ThreadKit users are assumed to be experienced developers looking for tools to implement multi-threaded features in their applications. This section of the ThreadKit manual is intended to provide a brief introduction to multi-threaded programming concepts. It is by no means a comprehensive treatment of the subject.

It is certainly going to require some time and effort to master the art of multi-threaded programming, but ThreadKit goes a long way to take the sting out of the task. Set aside some time to work through the tutorial included, and keep the class documentation handy at all times!

What is a Thread?

To answer this question, let's take a quick look at the basic concepts behind multitasking operating system designs. Traditional multitasking systems maintain a distinct boundary between separate process, placing each one in a different address space. This prevents unwanted interactions between programs and provides a solid foundation for running multiple concurrent applications.

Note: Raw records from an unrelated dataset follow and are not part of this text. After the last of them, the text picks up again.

//! TDC Diagnostics Application
//!
//! Entry point for the TDC bring-up firmware. Resets the core, then
//! periodically runs the ring oscillator self-test inside a debug freeze
//! and logs a frozen histogram of every channel over defmt.

#![no_std]
#![no_main]

use defmt::{error, info, warn};
use embassy_executor::Spawner;
use embassy_stm32::gpio::{Level, Output, Speed};
use embassy_time::Delay;
use static_cell::StaticCell;
use {defmt_rtt as _, panic_probe as _};

use tdc_firmware::prelude::*;

/// Driver as wired on this board: MMIO bank, bounded sleeping poll
type BoardTdc = Tdc<MmioCsrBank, DelayBackoff<Delay>>;

static TDC: StaticCell<BoardTdc> = StaticCell::new();

/// Histogram bins sampled per self-test round
const HIST_SAMPLE_BINS: usize = 16;

/// Main entry point
#[embassy_executor::main]
async fn main(spawner: Spawner) {
    info!("TDC Diagnostics Firmware v{}", env!("CARGO_PKG_VERSION"));

    let config = embassy_stm32::Config::default();
    let p = embassy_stm32::init(config);

    info!("Peripherals initialized");

    // Status LED (PA5 on Nucleo boards)
    let led = Output::new(p.PA5, Level::Low, Speed::Low);

    // FMC bank 1 is mapped by board bring-up before this binary runs.
    // SAFETY: TDC_CSR_BASE is the TDC bank and this is its only accessor.
    let bank = unsafe { MmioCsrBank::new(TDC_CSR_BASE) };
    let policy = DelayBackoff::new(Delay, SELFTEST_POLL_INTERVAL_US)
        .with_max_polls(SELFTEST_MAX_POLLS);
    let tdc = TDC.init(Tdc::with_policy(bank, policy));

    info!("TDC CSR bank at {=usize:#x}", TDC_CSR_BASE);

    spawner.spawn(heartbeat_task(led)).unwrap();
    spawner.spawn(selftest_task(tdc)).unwrap();

    info!("Tasks spawned");
}

/// Self-test task - resets the core, then samples it every 10 s
#[embassy_executor::task]
async fn selftest_task(tdc: &'static mut BoardTdc) {
    if let Err(e) = tdc.reset() {
        error!("TDC reset failed: {}", e);
        return;
    }
    tdc.reset_coarse_counter();
    info!("TDC ready");

    loop {
        if let Err(e) = selftest_round(tdc) {
            warn!("TDC self-test failed: {}", e);
        }
        Timer::after(Duration::from_secs(10)).await;
    }
}

fn selftest_round(tdc: &mut BoardTdc) -> Result<()> {
    let mut session = tdc.debug_session()?;
    let osc = session.ringosc_measure()?;
    session.finish();
    info!("Ring oscillator: {}", osc);

    for channel in 0..CHANNEL_COUNT {
        let hist = tdc.channel_histogram(channel)?;
        let total = hist.iter().fold(0u32, |acc, &n| acc.saturating_add(n));
        info!(
            "Channel {} histogram: {} hits, bins[0..{}] = {}",
            channel,
            total,
            HIST_SAMPLE_BINS,
            &hist[..HIST_SAMPLE_BINS]
        );
    }
    Ok(())
}

/// Heartbeat task - blinks LED to show system is running
#[embassy_executor::task]
async fn heartbeat_task(mut led: Output<'static>) {
    loop {
        led.set_high();
        Timer::after(Duration::from_millis(100)).await;
        led.set_low();
        Timer::after(Duration::from_millis(900)).await;
    }
}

The traditional approach allows many unrelated processes to take place simultaneously. It does not, however, provide a convenient mechanism for a single application to perform multiple task concurrently. The obvious design solution is to design an application as a set of cooperating processes. It turns out that starting additional processes is quite resource intensive. Worse yet, the barrier between them prevents effective sharing of data. Threads are designed to provide an elegant solution to these problems.

The traditional UNIX task, or process, combines a unique address space with a single thread of control. NEXTSTEP's Mach kernel separates the two concepts, allowing multiple threads of control to exist within a single address space. The term "thread" is shorthand for "thread of control" and refers to a unit of scheduled execution in a multi-threaded environment.

Multiple threads may share a common address space. Creating new threads created within an existing address space and discarding threads can be done with minimal overhead. The fact that these threads can share the same address space allows for rapid communication and cooperative manipulation of data.

What Makes Multi-Threaded Programming Difficult?

The difficulties all arise from the need for concurrent access to data. Allowing multiple threads of control to operate independently on the same data simultaneously has enormous potential for disaster.

Take a simple example: A global counter in memory needs to be incremented by two different threads, we'll call them threads "A" and "B". Each will perform the following actions:

1. Read the counter from memory
2. Add 1 to the value retrieved
3. Store the result back in memory

In our example, let's say that thread "A" reads the counter first and finds a value of zero. If control were to switch to thread "B" immediately, thread "B" would also read a value of zero. Thread "A" and "B" then both increment the value, and store their results. The resulting stored value is one, where it should probably be two.

Of course, the results might well be correct if the operating system were to switch between the threads at a different time. It is because of this that multi-threading applications can exhibit very difficult to reproduce bugs.

The above is a trivial example, but it is representative of the problems with manipulating shared data on a larger scale. A thread needs to ensure that a complete, meaningful atomic action can be applied to the data before another thread can interfere.

This is accomplished through the use of locks controlling access to information. Each thread could acquire an exclusive lock, perform a complete operation, and then release the lock. All you need to do, then, is ensure that every thread follows these semantics when manipulating shared data.

Lock Granularity

Do you really need to place a separate lock on every piece of shared data in your application? Maybe, but probably not.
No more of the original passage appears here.